• **Given records**
══════

// File: crates/sextant-core/src/text.rs
// Summary: Simple text shaper/renderer using Skia textlayout with sensible defaults.

use skia_safe as skia;
use skia::textlayout::{FontCollection, Paragraph, ParagraphBuilder, ParagraphStyle, TextStyle};

/// Horizontal anchoring of a label relative to its x coordinate.
#[derive(Clone, Copy, Debug, PartialEq, Eq)]
pub enum Anchor {
    Left,
    Center,
    Right,
}

pub struct TextShaper {
    fonts: FontCollection,
}

impl TextShaper {
    pub fn new() -> Self {
        let mut fc = FontCollection::new();
        // Use system manager fallback
        fc.set_default_font_manager(skia::FontMgr::default(), None);
        Self { fonts: fc }
    }

    fn make_style(size: f32, color: skia::Color, mono_numeric: bool) -> TextStyle {
        let mut ts = TextStyle::new();
        ts.set_font_size(size.max(1.0));
        ts.set_color(color);
        if mono_numeric {
            // Tabular digits keep price labels aligned on the scale
            ts.set_font_families(&["Roboto Mono", "Consolas", "Menlo", "DejaVu Sans Mono", "monospace"]);
        } else {
            ts.set_font_families(&["Segoe UI", "Arial", "Helvetica", "Roboto", "DejaVu Sans", "sans-serif"]);
        }
        ts
    }

    pub fn layout(&self, text: &str, size: f32, color: skia::Color, mono_numeric: bool) -> Paragraph {
        let mut pstyle = ParagraphStyle::new();
        pstyle.set_text_align(skia::textlayout::TextAlign::Left);
        let mut builder = ParagraphBuilder::new(&pstyle, &self.fonts);
        let style = Self::make_style(size, color, mono_numeric);
        builder.push_style(&style);
        builder.add_text(text);
        let mut paragraph = builder.build();
        paragraph.layout(10_000.0);
        paragraph
    }

    pub fn measure_width(&self, text: &str, size: f32, mono_numeric: bool) -> f32 {
        let p = self.layout(text, size, skia::Color::from_argb(0, 0, 0, 0), mono_numeric);
        p.longest_line()
    }

    /// Draw `text` with its baseline at `y`, anchored at `x`.
    #[allow(clippy::too_many_arguments)]
    pub fn draw(
        &self,
        canvas: &skia::Canvas,
        text: &str,
        x: f32,
        y: f32,
        size: f32,
        color: skia::Color,
        anchor: Anchor,
        mono_numeric: bool,
    ) {
        let mut p = self.layout(text, size, color, mono_numeric);
        let w = p.longest_line();
        let left = match anchor {
            Anchor::Left => x,
            Anchor::Center => x - w * 0.5,
            Anchor::Right => x - w,
        };
        // Paragraph draws from top-left; adjust baseline by glyph height approximation
        p.paint(canvas, (left, y - size * 0.8));
    }
}

impl Default for TextShaper {
    fn default() -> Self {
        Self::new()
    }
}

══════

• **Task objective**
Within the material, find all lines that hold the word "Roboto" and show them.

• **Exercise solution**
            ts.set_font_families(&["Roboto Mono", "Consolas", "Menlo", "DejaVu Sans Mono", "monospace"]);
            ts.set_font_families(&["Segoe UI", "Arial", "Helvetica", "Roboto", "DejaVu Sans", "sans-serif"]);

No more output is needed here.